There is no prescribed way of how people are affected by sexual abuse or sexual assault; everyone is different. According to the Living Well website, people who have been prone to live an abusive life have had a history of alcohol or other drugs, flashbacks, invasive thoughts, depression, mood swings, mental health difficulties, self blame, humiliation, causing them to be abusive towards loved ones (Living Well).

There are numerous incidents of male rape all over the world. Men undergo as much trauma and emotional suffering as women do. Men are entitled to guard their honor as much as women are. Yet, male rape is not taken as seriously as female rape. Worst of all, male rape victims are humiliated and their “manliness” is questioned.

Boys and girls are equally likely to suffer maltreatment. In 2005, 47.3 percent of child victims were male, and 50.7 percent were female (American Humane).

The more one learns about child sexual abuse the more we come to see the multiple factors which can influence how much it impacts upon men’s lives. Research has shown that what occurred, who was involved, and how the man was responded to influences the types and degree of problems a man has to deal with (Living Well).

Hope for change often involves finding ways to acknowledge the horror and pain associated with the experience, whilst separating out and disentangling the problems from the person. If we see ourselves or the person as the problem, then we can quickly become overwhelmed and get down on ourselves as somehow damaged. If “I” am the problem, then change requires a complete overhaul of me and who I am. That seems impossible!

“My relationships with women were always sexually based and got more violent because I was taking out my frustration and anger towards all females” said David. “I needed to show the women I’ve been with that I was manly and everything they were looking for but it always turned to abusing them,” he continued saying.
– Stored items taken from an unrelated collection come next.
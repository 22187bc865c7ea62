//! Sink descriptors accepted by [`Capturer::new`](crate::Capturer::new).

use crate::logger::Logger;
use crate::slot::StreamSlot;

/// Something a capturer can redirect.
///
/// Stream slots (`Stdout`, `Stderr`, `Slot`) are restored after every capture.
/// Loggers are redirected with [`Logger::set_output`] and left pointing at the
/// closed capture pipe, since their previous destination cannot be read back.
#[derive(Debug, Clone)]
pub enum Sink {
    /// Process standard output, file descriptor 1.
    Stdout,
    /// Process standard error, file descriptor 2.
    Stderr,
    /// An in-process stream slot.
    Slot(StreamSlot),
    /// A logger. `None` stands for a logger that was never set up.
    Logger(Option<Logger>),
    /// A sink given by name: `"stdout"` or `"stderr"`.
    Named(String),
}

/// A sink after classification.
#[derive(Debug)]
pub(crate) enum Classified {
    Stdout,
    Stderr,
    Slot(StreamSlot),
    Logger(Logger),
}

impl Sink {
    /// Resolve the descriptor to one of the supported kinds.
    ///
    /// # Panics
    ///
    /// On an uninitialized logger or an unknown name.
    pub(crate) fn classify(self) -> Classified {
        match self {
            Sink::Stdout => Classified::Stdout,
            Sink::Stderr => Classified::Stderr,
            Sink::Slot(slot) => Classified::Slot(slot),
            Sink::Logger(Some(logger)) => Classified::Logger(logger),
            Sink::Logger(None) => panic!("capturer: logger is not initialized"),
            Sink::Named(name) => match name.trim() {
                "stdout" => Sink::Stdout.classify(),
                "stderr" => Sink::Stderr.classify(),
                _ => panic!("capturer: unsupported writer type"),
            },
        }
    }
}

impl From<StreamSlot> for Sink {
    fn from(slot: StreamSlot) -> Self {
        Sink::Slot(slot)
    }
}

impl From<&StreamSlot> for Sink {
    fn from(slot: &StreamSlot) -> Self {
        Sink::Slot(slot.clone())
    }
}

impl From<Logger> for Sink {
    fn from(logger: Logger) -> Self {
        Sink::Logger(Some(logger))
    }
}

impl From<&Logger> for Sink {
    fn from(logger: &Logger) -> Self {
        Sink::Logger(Some(logger.clone()))
    }
}

impl From<Option<Logger>> for Sink {
    fn from(logger: Option<Logger>) -> Self {
        Sink::Logger(logger)
    }
}

impl From<&str> for Sink {
    fn from(name: &str) -> Self {
        Sink::Named(name.to_string())
    }
}

impl From<String> for Sink {
    fn from(name: String) -> Self {
        Sink::Named(name)
    }
}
There are many non-profit organizations that help and give hope to victims. Project Unbreakable, encourages rape survivors to talk about their suffering as a way to increase awareness of the issues surrounding sexual assault (Project Unbreakable).

This is a platform for victims to voice their stories, and help them bring their trauma to the fore and overcome it eventually.

Such ideas can be diminishing of us and can leave us less able to accept and manage any difficulties. They can make our skills and knowledge invisible, as well as our competency in other areas, and our capacity to live a full and rich life. But like David stated “there is help, there is healing, there is hope!”